PS corrige: afinal não quer criminalizar sexo entre adultos e menores dos 14 aos 16

10-07-2019
marcar artigo

Proposta entrada nesta quarta-feira continha aquilo que os deputados agora assumem como "lapso", tendo o grupo parlamentar apresentado nova versão do projeto. Foi notícia do DN que chamou a atenção para o facto.

Filipe Neto Brandão © João Girão/Global Imagens

O grupo parlamentar do PS assumiu um "lapso" no projeto de lei N.º 1239/XIII, que apresentou na quarta-feira, com o objetivo de proceder "ao reforço do quadro sancionatório e processual em matéria de crimes contra a liberdade e autodeterminação sexual de menores", e substituiu o texto do mesmo. Ao DN, o deputado Filipe Neto Brandão, primeiro signatário do diploma, disse "ter sido detetada uma discrepância entre a exposição de motivos e o articulado." Assim, "eliminou-se esse lapso fazendo corresponder a exposição de motivos ao articulado."

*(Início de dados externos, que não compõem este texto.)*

mod api;
mod binding;
mod buffer;
mod error;
mod report;

pub use api::{version_number, version_string};
pub use buffer::AppendBuffer;
pub use error::{Error, ErrorKind, Result};

pub(crate) use error::result_from_code;
pub(crate) use report::Report;

/// Capacity of the scratch buffer one decompression step regenerates into.
pub(crate) const DECOMP_BUF_SIZE: usize = 256;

Uma versão corrigida do projeto de lei figura desde meio da tarde desta quinta-feira no site do parlamento, em substituição da que dera entrada no parlamento nesta quarta-feira e que propunha, na exposição de motivos, a alteração do crime de atos sexuais com adolescentes em dois pontos: transformando-o num crime público e "no sentido de eliminar definitivamente a referência ao "abuso da inexperiência" como elemento do tipo". Essa alteração ao crime foi noticiada pelo DN no início da noite desta quarta-feira.

Tal mudança do tipo criminal, como descrita na exposição de motivos da primeira versão do projeto de lei, e que não se encontrava no elenco que o projeto faz da nova redação dos vários artigos alterados -- facto que o DN assinalou em segunda notícia, publicada no início desta quinta-feira --, implicaria a criminalização de qualquer ato sexual (incluindo beijos, afagos e outros atos classificados como "ato sexual de relevo") entre um adulto, ou seja, alguém de 18 ou mais anos, e uma pessoa entre os 14 e os 16 -- o qual poderia, em virtude de o crime passar a ser público, ser denunciado às autoridades por qualquer pessoa.

Na noite de quarta-feira, a deputada Susana Amador reiterou ao DN a intenção do projeto de "remover o requisito da inexperiência" do crime; agora o primeiro signatário do projeto diz que a deputada "fez confusão"

Dada a relevância dessa alteração, o DN procurou, na noite de quarta-feira, obter esclarecimentos junto dos principais signatários da proposta. Filipe Neto Brandão, o primeiro signatário, remeteu, alegando "estar quase sem bateria no telefone", para os dois seguintes - Pedro Delgado Alves e Susana Amador.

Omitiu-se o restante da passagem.